» Task statement
Where the records below show a line containing "pub fn hart(&self, hart: u32)", start copying; end with the line containing "fn file_mut(&mut self, id: FileId)", and copy it too.

» Record excerpts
........

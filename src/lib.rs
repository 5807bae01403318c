pub mod aia;
pub mod aplic;
pub mod bitmap;
pub mod config;
pub mod error;
pub mod imsic;
pub mod level;
pub mod script;
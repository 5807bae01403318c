//! RISC-V Advanced Platform-Level Interrupt Controller (APLIC)
//!
//! Two interrupt domains: the machine-level root and one supervisor-level
//! child. Each physical source line is owned by exactly one of them: the S
//! domain when the M domain's sourcecfg delegates it, the M domain otherwise.
//!
//! Each domain delivers either directly (per-hart IDCs arbitrate and raise
//! the external interrupt line) or by MSI (pending sources turn into writes
//! to IMSIC interrupt files, collected in an outbox for the system bus).

pub mod domain;
pub mod idc;
pub mod msi;
pub mod regctl;
pub mod source;

use crate::bitmap::Bitmap;
use crate::config::AiaConfig;
use crate::error::{AiaError, Result};
use crate::level::PrivLevel;

pub use domain::{Delivery, Domain};
pub use idc::Topi;
pub use msi::{MsiAddrCfg, MsiWrite};
pub use regctl::Reg;
pub use source::{SourceCfg, SourceMode};

pub struct Aplic {
    m: Domain,
    s: Domain,
    /// Physical level of every source line
    lines: Bitmap,
    msi_cfg: MsiAddrCfg,
    /// Messages produced but not yet taken by the bus
    outbox: Vec<MsiWrite>,
}

impl Aplic {
    /// Sized from an already validated configuration
    pub(crate) fn new(config: &AiaConfig) -> Self {
        Self {
            m: Domain::new(PrivLevel::Machine, config),
            s: Domain::new(PrivLevel::Supervisor, config),
            lines: Bitmap::new(config.nr_sources as usize),
            msi_cfg: MsiAddrCfg::from_config(config),
            outbox: Vec::new(),
        }
    }

    pub fn domain(&self, level: PrivLevel) -> &Domain {
        match level {
            PrivLevel::Machine => &self.m,
            PrivLevel::Supervisor => &self.s,
        }
    }

    fn domain_mut(&mut self, level: PrivLevel) -> &mut Domain {
        match level {
            PrivLevel::Machine => &mut self.m,
            PrivLevel::Supervisor => &mut self.s,
        }
    }

    pub fn msi_cfg(&self) -> &MsiAddrCfg {
        &self.msi_cfg
    }

    /// Domain whose gateway currently receives source `id`
    pub fn owner(&self, id: u32) -> PrivLevel {
        if self.m.sources().cfg(id).is_delegated() {
            PrivLevel::Supervisor
        } else {
            PrivLevel::Machine
        }
    }

    pub fn line(&self, id: u32) -> bool {
        self.lines.get(id as usize)
    }

    /// Drive a physical source line
    pub fn set_line(&mut self, id: u32, level: bool) {
        if id == 0 || id as usize >= self.lines.len() {
            log::warn!("ignoring line change on nonexistent source {}", id);
            return;
        }
        if self.lines.get(id as usize) == level {
            return;
        }
        self.lines.assign(id as usize, level);
        let owner = self.owner(id);
        log::trace!("source {} -> {} ({:?} domain)", id, level as u8, owner);
        self.domain_mut(owner).sources_mut().input(id, level);
        self.sync();
    }

    /// Register read; a claimi read claims
    pub fn read(&mut self, level: PrivLevel, offset: u32) -> Result<u32> {
        let reg = self.domain(level).decode(offset)?;
        Ok(match reg {
            Reg::MsiAddrCfg(off) => self.read_msiaddrcfg(level, off),
            _ => self.domain_mut(level).read(reg),
        })
    }

    /// Register read without side effects
    pub fn peek(&self, level: PrivLevel, offset: u32) -> Result<u32> {
        let reg = self.domain(level).decode(offset)?;
        Ok(match reg {
            Reg::MsiAddrCfg(off) => self.read_msiaddrcfg(level, off),
            _ => self.domain(level).peek(reg),
        })
    }

    pub fn write(&mut self, level: PrivLevel, offset: u32, val: u32) -> Result<()> {
        let reg = self.domain(level).decode(offset)?;
        match reg {
            Reg::SourceCfg(id) => self.write_sourcecfg(level, id, val)?,
            Reg::MsiAddrCfg(off) => {
                if level == PrivLevel::Machine {
                    self.msi_cfg.write(off, val);
                }
            }
            _ => self.domain_mut(level).write(reg, val)?,
        }
        self.sync();
        Ok(())
    }

    fn read_msiaddrcfg(&self, level: PrivLevel, offset: u32) -> u32 {
        match level {
            PrivLevel::Machine => self.msi_cfg.read(offset),
            PrivLevel::Supervisor => 0,
        }
    }

    fn write_sourcecfg(&mut self, level: PrivLevel, id: u32, val: u32) -> Result<()> {
        let cfg = SourceCfg::decode(val)?;
        match (level, cfg) {
            // The only child domain is index 0
            (PrivLevel::Machine, SourceCfg::Delegated { child }) if child != 0 => {
                return Err(AiaError::InvalidChildIndex { id, child });
            }
            // The S domain has no children of its own
            (PrivLevel::Supervisor, SourceCfg::Delegated { child }) => {
                return Err(AiaError::InvalidChildIndex { id, child });
            }
            (PrivLevel::Machine, SourceCfg::Mode(_)) => {
                if self.s.sources().active_mode(id).is_some() {
                    return Err(AiaError::DelegationOverlap { id });
                }
            }
            (PrivLevel::Supervisor, SourceCfg::Mode(mode)) => {
                if mode.is_active() && !self.m.sources().cfg(id).is_delegated() {
                    return Err(AiaError::NotDelegated { id });
                }
            }
            (PrivLevel::Machine, SourceCfg::Delegated { .. }) => {}
        }

        // A gateway only follows the line while its domain owns the source
        let line = self.line(id);
        self.m.sources_mut().resync_line(id, line);
        self.s.sources_mut().resync_line(id, line);
        self.domain_mut(level).set_sourcecfg(id, cfg);
        Ok(())
    }

    /// Collect messages from MSI-mode domains into the outbox
    fn sync(&mut self) {
        for level in [PrivLevel::Machine, PrivLevel::Supervisor] {
            for req in self.domain_mut(level).drain_msis() {
                let msi = self.msi_cfg.resolve(req);
                log::trace!("MSI {:#x} <- {}", msi.addr, msi.data);
                self.outbox.push(msi);
            }
        }
    }

    pub fn take_msis(&mut self) -> Vec<MsiWrite> {
        std::mem::take(&mut self.outbox)
    }

    pub fn topi(&self, level: PrivLevel, hart: u32) -> Option<Topi> {
        self.domain(level).topi(hart)
    }

    /// Direct-mode external interrupt line of `level` toward `hart`
    pub fn xeip(&self, level: PrivLevel, hart: u32) -> bool {
        self.domain(level).xeip(hart)
    }
}
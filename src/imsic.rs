//! Incoming Message-Signaled Interrupt Controller (IMSIC)
//!
//! One IMSIC per hart, each holding a machine-level file, a supervisor-level
//! file and `nr_vs_files` guest files. Files receive identities through
//! their 4 KiB MMIO page (the target of APLIC MSIs) and are otherwise
//! accessed through the hart's indirect CSR channel (*iselect/*ireg, *topei).
//!
//! MMIO layout:
//!   M file of hart h:        imsic_m_base + h * 0x1000
//!   S/VS file g of hart h:   imsic_s_base + ((h << guest_bits) | g) * 0x1000
//!     +0x000: seteipnum_le
//!     +0x004: seteipnum_be

use crate::bitmap::Bitmap;
use crate::config::{bit_width, AiaConfig};
use crate::error::{AiaError, Result};
use crate::level::PrivLevel;

// Indirect register selectors (*iselect)
pub const IMSIC_EIDELIVERY: u32 = 0x70;
pub const IMSIC_EITHRESHOLD: u32 = 0x72;
pub const IMSIC_EIP0: u32 = 0x80; // eip0-eip63 (even selectors only)
pub const IMSIC_EIE0: u32 = 0xC0; // eie0-eie63 (even selectors only)

pub const IMSIC_PAGE_SIZE: u64 = 0x1000;
pub const SETEIPNUM_LE: u64 = 0x0;
pub const SETEIPNUM_BE: u64 = 0x4;

/// One interrupt file
#[derive(Debug, Clone)]
pub struct ImsicFile {
    pub eidelivery: bool,
    /// Identity threshold (0 = all identities, N = only ids < N)
    pub eithreshold: u32,
    eip: Bitmap,
    eie: Bitmap,
    threshold_mask: u32,
}

impl ImsicFile {
    pub fn new(nr_ids: u32) -> Self {
        Self {
            eidelivery: false,
            eithreshold: 0,
            eip: Bitmap::new(nr_ids as usize),
            eie: Bitmap::new(nr_ids as usize),
            threshold_mask: (1u32 << bit_width(nr_ids)) - 1,
        }
    }

    pub fn nr_ids(&self) -> u32 {
        self.eip.len() as u32
    }

    /// eip/eie slice index for a selector, if it names an implemented slice
    fn slice(&self, sel: u32, base: u32) -> Option<usize> {
        let off = sel.checked_sub(base)?;
        let idx = (off / 2) as usize;
        (off & 1 == 0 && idx < self.eip.words64()).then_some(idx)
    }

    /// Read an indirect register; None for an illegal selector
    pub fn read_indirect(&self, sel: u32) -> Option<u64> {
        match sel {
            IMSIC_EIDELIVERY => Some(self.eidelivery as u64),
            IMSIC_EITHRESHOLD => Some(self.eithreshold as u64),
            s if (IMSIC_EIP0..IMSIC_EIE0).contains(&s) => {
                self.slice(s, IMSIC_EIP0).map(|i| self.eip.word64(i))
            }
            s if (IMSIC_EIE0..IMSIC_EIE0 + 0x40).contains(&s) => {
                self.slice(s, IMSIC_EIE0).map(|i| self.eie.word64(i))
            }
            _ => None,
        }
    }

    /// Write an indirect register; None for an illegal selector
    pub fn write_indirect(&mut self, sel: u32, val: u64) -> Option<()> {
        match sel {
            IMSIC_EIDELIVERY => self.eidelivery = val & 1 != 0,
            IMSIC_EITHRESHOLD => self.eithreshold = val as u32 & self.threshold_mask,
            s if (IMSIC_EIP0..IMSIC_EIE0).contains(&s) => {
                let idx = self.slice(s, IMSIC_EIP0)?;
                // Identity 0 does not exist
                self.eip.set_word64(idx, val & if idx == 0 { !1u64 } else { u64::MAX });
            }
            s if (IMSIC_EIE0..IMSIC_EIE0 + 0x40).contains(&s) => {
                let idx = self.slice(s, IMSIC_EIE0)?;
                self.eie.set_word64(idx, val & if idx == 0 { !1u64 } else { u64::MAX });
            }
            _ => return None,
        }
        Some(())
    }

    /// Set an identity pending (seteipnum); 0 and unimplemented ids are ignored
    pub fn set_pending(&mut self, id: u32) {
        if id == 0 || id >= self.nr_ids() {
            log::trace!("ignoring seteipnum {}", id);
            return;
        }
        self.eip.set(id as usize);
    }

    pub fn is_pending(&self, id: u32) -> bool {
        self.eip.get(id as usize)
    }

    /// Lowest pending and enabled identity under the threshold, or 0
    pub fn top_pending(&self) -> u32 {
        match self.eip.first_common(&self.eie) {
            Some(id) if self.eithreshold == 0 || (id as u32) < self.eithreshold => id as u32,
            _ => 0,
        }
    }

    /// *topei value: identity in both the major and minor field
    pub fn topei(&self) -> u32 {
        let id = self.top_pending();
        (id << 16) | id
    }

    /// Claim the top interrupt: return *topei and clear its pending bit
    pub fn claim_top(&mut self) -> u32 {
        let id = self.top_pending();
        if id != 0 {
            self.eip.clear(id as usize);
        }
        (id << 16) | id
    }

    /// Interrupt line toward the hart
    pub fn xeip(&self) -> bool {
        self.eidelivery && self.top_pending() != 0
    }
}

/// Address of one interrupt file
#[derive(Debug, Clone, Copy, PartialEq, Eq)]
pub struct FileId {
    pub hart: u32,
    pub level: PrivLevel,
    /// 0 for the M/S file, 1..=nr_vs_files for a guest file
    pub guest: u32,
}

/// The interrupt files of one hart
#[derive(Debug, Clone)]
pub struct ImsicHart {
    pub m: ImsicFile,
    pub s: ImsicFile,
    pub vs: Vec<ImsicFile>,
}

impl ImsicHart {
    fn new(nr_ids: u32, nr_vs_files: u32) -> Self {
        Self {
            m: ImsicFile::new(nr_ids),
            s: ImsicFile::new(nr_ids),
            vs: vec![ImsicFile::new(nr_ids); nr_vs_files as usize],
        }
    }

    pub fn file(&self, level: PrivLevel, guest: u32) -> Option<&ImsicFile> {
        match (level, guest) {
            (PrivLevel::Machine, 0) => Some(&self.m),
            (PrivLevel::Machine, _) => None,
            (PrivLevel::Supervisor, 0) => Some(&self.s),
            (PrivLevel::Supervisor, g) => self.vs.get(g as usize - 1),
        }
    }

    pub fn file_mut(&mut self, level: PrivLevel, guest: u32) -> Option<&mut ImsicFile> {
        match (level, guest) {
            (PrivLevel::Machine, 0) => Some(&mut self.m),
            (PrivLevel::Machine, _) => None,
            (PrivLevel::Supervisor, 0) => Some(&mut self.s),
            (PrivLevel::Supervisor, g) => self.vs.get_mut(g as usize - 1),
        }
    }

    /// Guest external interrupt pending bits: bit g for VS file g
    pub fn hgeip(&self) -> u64 {
        self.vs
            .iter()
            .enumerate()
            .filter(|(_, f)| f.xeip())
            .fold(0, |acc, (i, _)| acc | (1u64 << (i + 1)))
    }
}

pub struct Imsic {
    harts: Vec<ImsicHart>,
    m_base: u64,
    s_base: u64,
    guest_bits: u32,
    nr_vs_files: u32,
}

impl Imsic {
    pub(crate) fn new(config: &AiaConfig) -> Self {
        Self {
            harts: (0..config.nr_harts)
                .map(|_| ImsicHart::new(config.imsic_nr_ids, config.nr_vs_files))
                .collect(),
            m_base: config.imsic_m_base,
            s_base: config.imsic_s_base,
            guest_bits: config.guest_index_bits(),
            nr_vs_files: config.nr_vs_files,
        }
    }

    pub fn hart(&self, hart: u32) -> Option<&ImsicHart> {
        self.harts.get(hart as usize)
    }

    pub fn file(&self, id: FileId) -> Option<&ImsicFile> {
        self.hart(id.hart)?.file(id.level, id.guest)
    }

    fn file_mut(&mut self, id: FileId) -> Option<&mut ImsicFile> {
        self.harts.get_mut(id.hart as usize)?.file_mut(id.level, id.guest)
    }

    /// MMIO page address of a file
    pub fn file_address(&self, id: FileId) -> u64 {
        match id.level {
            PrivLevel::Machine => self.m_base + id.hart as u64 * IMSIC_PAGE_SIZE,
            PrivLevel::Supervisor => {
                let page = ((id.hart as u64) << self.guest_bits) | id.guest as u64;
                self.s_base + page * IMSIC_PAGE_SIZE
            }
        }
    }

    /// Decode an absolute address into a file and an offset within its page
    pub fn locate(&self, addr: u64) -> Option<(FileId, u64)> {
        let nr_harts = self.harts.len() as u64;
        let offset = addr % IMSIC_PAGE_SIZE;
        if addr >= self.m_base && addr < self.m_base + nr_harts * IMSIC_PAGE_SIZE {
            let hart = ((addr - self.m_base) / IMSIC_PAGE_SIZE) as u32;
            let id = FileId {
                hart,
                level: PrivLevel::Machine,
                guest: 0,
            };
            return Some((id, offset));
        }
        let s_size = (nr_harts << self.guest_bits) * IMSIC_PAGE_SIZE;
        if addr >= self.s_base && addr < self.s_base + s_size {
            let page = (addr - self.s_base) / IMSIC_PAGE_SIZE;
            let guest = (page & ((1u64 << self.guest_bits) - 1)) as u32;
            if guest > self.nr_vs_files {
                return None;
            }
            let id = FileId {
                hart: (page >> self.guest_bits) as u32,
                level: PrivLevel::Supervisor,
                guest,
            };
            return Some((id, offset));
        }
        None
    }

    pub fn mmio_read(&self, addr: u64) -> Result<u32> {
        self.locate(addr)
            .map(|_| 0)
            .ok_or(AiaError::UnmappedAddress(addr))
    }

    pub fn mmio_write(&mut self, addr: u64, val: u32) -> Result<()> {
        let (id, offset) = self.locate(addr).ok_or(AiaError::UnmappedAddress(addr))?;
        let eiid = match offset {
            SETEIPNUM_LE => val,
            SETEIPNUM_BE => val.swap_bytes(),
            _ => return Ok(()),
        };
        if let Some(file) = self.file_mut(id) {
            log::trace!("{:?} file of hart {} guest {} <- {}", id.level, id.hart, id.guest, eiid);
            file.set_pending(eiid);
        }
        Ok(())
    }

    /// Deliver an MSI; writes no file decodes to are dropped
    pub fn deliver(&mut self, addr: u64, data: u32) {
        if self.mmio_write(addr, data).is_err() {
            log::warn!("dropping MSI {} to unmapped address {:#x}", data, addr);
        }
    }

    /// File selected by the CSR channel for (`hart`, `level`, `vgein`)
    fn select(&self, hart: u32, level: PrivLevel, vgein: u32, sel: u32) -> Result<FileId> {
        if hart as usize >= self.harts.len() {
            return Err(AiaError::InvalidHart {
                hart,
                nr_harts: self.harts.len() as u32,
            });
        }
        let legal = match level {
            PrivLevel::Machine => vgein == 0,
            PrivLevel::Supervisor => vgein <= self.nr_vs_files,
        };
        if !legal {
            return Err(AiaError::IllegalImsicAccess {
                level,
                guest: vgein,
                select: sel,
            });
        }
        Ok(FileId {
            hart,
            level,
            guest: vgein,
        })
    }

    pub fn csr_read(&self, hart: u32, level: PrivLevel, vgein: u32, sel: u32) -> Result<u64> {
        let id = self.select(hart, level, vgein, sel)?;
        self.file(id)
            .and_then(|f| f.read_indirect(sel))
            .ok_or(AiaError::IllegalImsicAccess {
                level,
                guest: vgein,
                select: sel,
            })
    }

    pub fn csr_write(
        &mut self,
        hart: u32,
        level: PrivLevel,
        vgein: u32,
        sel: u32,
        val: u64,
    ) -> Result<()> {
        let id = self.select(hart, level, vgein, sel)?;
        self.file_mut(id)
            .and_then(|f| f.write_indirect(sel, val))
            .ok_or(AiaError::IllegalImsicAccess {
                level,
                guest: vgein,
                select: sel,
            })
    }

    /// *topei write: claim the top interrupt, returning the value read before
    pub fn claim(&mut self, hart: u32, level: PrivLevel, vgein: u32) -> Result<u32> {
        let id = self.select(hart, level, vgein, 0)?;
        Ok(self.file_mut(id).map_or(0, ImsicFile::claim_top))
    }

    /// *topei read without claiming
    pub fn topei(&self, hart: u32, level: PrivLevel, vgein: u32) -> Result<u32> {
        let id = self.select(hart, level, vgein, 0)?;
        Ok(self.file(id).map_or(0, ImsicFile::topei))
    }

    /// meip/seip contribution of the M or S file of `hart`
    pub fn xeip(&self, hart: u32, level: PrivLevel) -> bool {
        self.hart(hart)
            .and_then(|h| h.file(level, 0))
            .is_some_and(ImsicFile::xeip)
    }

    pub fn hgeip(&self, hart: u32) -> u64 {
        self.hart(hart).map_or(0, ImsicHart::hgeip)
    }
}
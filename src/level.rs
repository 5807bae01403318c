/// Privilege level served by an APLIC domain or an IMSIC interrupt file
#[derive(Debug, Clone, Copy, PartialEq, Eq, Hash)]
pub enum PrivLevel {
    Machine,
    Supervisor,
}

impl PrivLevel {
    /// Decode the privilege encoding used on the IMSIC CSR channel (M=3, S=1)
    pub fn from_bits(v: u32) -> Option<Self> {
        match v {
            3 => Some(Self::Machine),
            1 => Some(Self::Supervisor),
            _ => None,
        }
    }

    pub fn bits(self) -> u32 {
        match self {
            Self::Machine => 3,
            Self::Supervisor => 1,
        }
    }
}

........

» Answer for the task
    pub fn hart(&self, hart: u32) -> Option<&ImsicHart> {
        self.harts.get(hart as usize)
    }

    pub fn file(&self, id: FileId) -> Option<&ImsicFile> {
        self.hart(id.hart)?.file(id.level, id.guest)
    }

    fn file_mut(&mut self, id: FileId) -> Option<&mut ImsicFile> {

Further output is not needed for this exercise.